アジア歴史資料センター『韓国内政改革ニ関スル交渉雑件 第一巻/2 明治27年6月20日から1894〔明治27〕年7月12日(レファレンスコード:B03050308200)』の9画像目、左側真ん中辺りから。
今回も、長いので分割しながら見ていきます。
んでは早速。

去れば、今後当国に対し帝国政府に於て執らる可き御政策は、従来の如く単に朝鮮を以て一の独立国と公認するに止まらず、更に一歩を進め、其独立を擁護せらるるに非ざれば、今後益々当国に対して其勢力を失ひ、他日臍を噬むも及ばざる時期に相達すべく、而して其独立を擁護するには、勢ひ当国の外政に干与して清国及び其他の干渉侵畧を拒絶する而已ならず、其内政にも干与して之が進歩改良を計らざるべからざる儀と存候。
ってことで、今後朝鮮に対して日本がとるべき政策は、これまでのように単に朝鮮を一つの独立国と公認するだけでなく、一歩進んでその独立を擁護しなければ、今後益々朝鮮における勢力を失い、悔やんでも悔やみきれないようになるだろう。
しかし、朝鮮の独立を擁護するためには、朝鮮の外交に干渉して清国やその他の国の干渉や侵略を拒絶するだけでなく、内政にも関与して進歩改良を図らなければならないだろう、と。
いや、これも要約つうか解説になってねぇな・・・。
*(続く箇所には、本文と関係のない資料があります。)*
//! Parser and AST error types

use crate::ast::NodeKind;
use crate::span::Position;
use thiserror::Error;

pub type Result<T> = std::result::Result<T, ParseError>;

/// Errors raised while tokenizing or parsing WebIDL / binding sources
#[derive(Error, Debug, Clone, PartialEq)]
pub enum ParseError {
    #[error("Lexer error at {position}: {message}")]
    Lexer { message: String, position: Position },

    #[error("Syntax error at {position}: {message}")]
    Syntax { message: String, position: Position },

    #[error("Unexpected token at {position}: expected {expected}, found {found}")]
    UnexpectedToken {
        expected: String,
        found: String,
        position: Position,
    },

    #[error("Unexpected end of file: expected {expected}")]
    UnexpectedEof { expected: String },
}

impl ParseError {
    pub fn lexer(message: impl Into<String>, position: Position) -> Self {
        Self::Lexer {
            message: message.into(),
            position,
        }
    }

    pub fn syntax(message: impl Into<String>, position: Position) -> Self {
        Self::Syntax {
            message: message.into(),
            position,
        }
    }

    pub fn unexpected_token(
        expected: impl Into<String>,
        found: impl Into<String>,
        position: Position,
    ) -> Self {
        Self::UnexpectedToken {
            expected: expected.into(),
            found: found.into(),
            position,
        }
    }

    pub fn unexpected_eof(expected: impl Into<String>) -> Self {
        Self::UnexpectedEof {
            expected: expected.into(),
        }
    }

    /// Get the position associated with this error, if any
    pub fn position(&self) -> Option<Position> {
        match self {
            Self::Lexer { position, .. }
            | Self::Syntax { position, .. }
            | Self::UnexpectedToken { position, .. } => Some(*position),
            Self::UnexpectedEof { .. } => None,
        }
    }
}

/// Payload accessor failures
#[derive(Error, Debug, Clone, PartialEq, Eq)]
pub enum AstError {
    #[error("{kind} node payload is {found}, expected {expected}")]
    PayloadMismatch {
        kind: NodeKind,
        expected: &'static str,
        found: &'static str,
    },
}

#[cfg(test)]
mod tests {
    use super::*;

    #[test]
    fn test_error_position() {
        let error = ParseError::syntax("bad member", Position::new(3, 7));
        assert_eq!(error.position(), Some(Position::new(3, 7)));
        assert_eq!(error.to_string(), "Syntax error at 3:7: bad member");

        let eof = ParseError::unexpected_eof("'}'");
        assert_eq!(eof.position(), None);
    }

    #[test]
    fn test_payload_mismatch_message() {
        let error = AstError::PayloadMismatch {
            kind: NodeKind::Ident,
            expected: "text",
            found: "integer",
        };
        assert_eq!(error.to_string(), "ident node payload is integer, expected text");
    }
}
//! Stable exit codes for calc CLI commands.

/// Command succeeded.
pub const OK: i32 = 0;
/// Unreadable or invalid config, or other errors. Clap argument errors exit with 2.
pub const INVALID: i32 = 1;
/// `calc eval` or `calc fold` hit a calculation error (division by zero).
pub const ARITHMETIC: i32 = 3;
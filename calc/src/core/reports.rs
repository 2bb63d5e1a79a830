//! Domain reports built from the collection primitives.

use serde::Serialize;

use crate::core::records::{ShoppingItem, StudentRecord};

/// Items whose total is strictly above this land in `expensive_names`.
pub const EXPENSIVE_ABOVE: f64 = 100.0;
/// Items whose total is at or below this land in `cheap_names`.
pub const CHEAP_AT_MOST: f64 = 50.0;

/// Cart totals plus the two price tiers.
///
/// The tiers leave a gap: a total in `(50, 100]` is in neither list.
#[derive(Debug, Clone, PartialEq, Serialize)]
pub struct CartSummary {
    pub total: f64,
    pub expensive_names: Vec<String>,
    pub cheap_names: Vec<String>,
}

/// Passing students, best average first.
///
/// The sort is stable, so students with equal averages keep input order.
pub fn passing_students_by_average(students: &[StudentRecord]) -> Vec<&StudentRecord> {
    let mut passing: Vec<&StudentRecord> = students.iter().filter(|s| s.passed()).collect();
    passing.sort_by(|a, b| b.average().total_cmp(&a.average()));
    passing
}

/// Render one ranking line: `name: LG (avg)` with one decimal.
pub fn format_student(student: &StudentRecord) -> String {
    format!(
        "{}: {} ({:.1})",
        student.name,
        student.letter_grade(),
        student.average()
    )
}

/// Ranked, formatted lines for every passing student.
pub fn rank_passing_students(students: &[StudentRecord]) -> Vec<String> {
    passing_students_by_average(students)
        .into_iter()
        .map(format_student)
        .collect()
}

pub fn summarize_cart(items: &[ShoppingItem]) -> CartSummary {
    let total = items.iter().map(ShoppingItem::total_price).sum();
    CartSummary {
        total,
        expensive_names: names_where(items, |price| price > EXPENSIVE_ABOVE),
        cheap_names: names_where(items, |price| price <= CHEAP_AT_MOST),
    }
}

fn names_where(items: &[ShoppingItem], keep: impl Fn(f64) -> bool) -> Vec<String> {
    items
        .iter()
        .filter(|item| keep(item.total_price()))
        .map(|item| item.name.clone())
        .collect()
}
(笑)

熟ら、当国内政の有様を観察するに、中央政府を始めとし、百般の行政機関は実に腐敗の極点に達し、民力の困弊実に名状すべからざるの有様に陥り候。
今其一斑を述ぶれば、従来当国政治上の実権は常に国王又は王妃の近親たる2、3の門族に帰するの例となり、各族互に権力を競争し、其競争に当りては各自家の利益を図るに汲々たるの外、国家の安危、王室の栄辱を以て眼中に置く者無く、現今の執権者たる閔族の如きも、自家の勢力を維持する為め清国政府の後援を借り、其結果として終に今日に至りては、其国をして清国の属邦たるの実を現はさしめ、其君をして清国の臣隷として之に事へしめざるを得ざるが如き勢に推移りたるも、自ら之に安んじ居る次第に御座候。
然るに、同族中にも亦互に権力を争ふ者有之。
其最も勢を得て顕要の位置を占むる者は、実際其位置に相当する丈けの智識才能を有する人物にはあらずして、唯最も奸佞にして国王又は王妃に多額の財物を進献する者に過ぎざれば、苟も其進献をなさざるものは仮ひ有用の人物たりとも、相当の官職を授けらるる事無之。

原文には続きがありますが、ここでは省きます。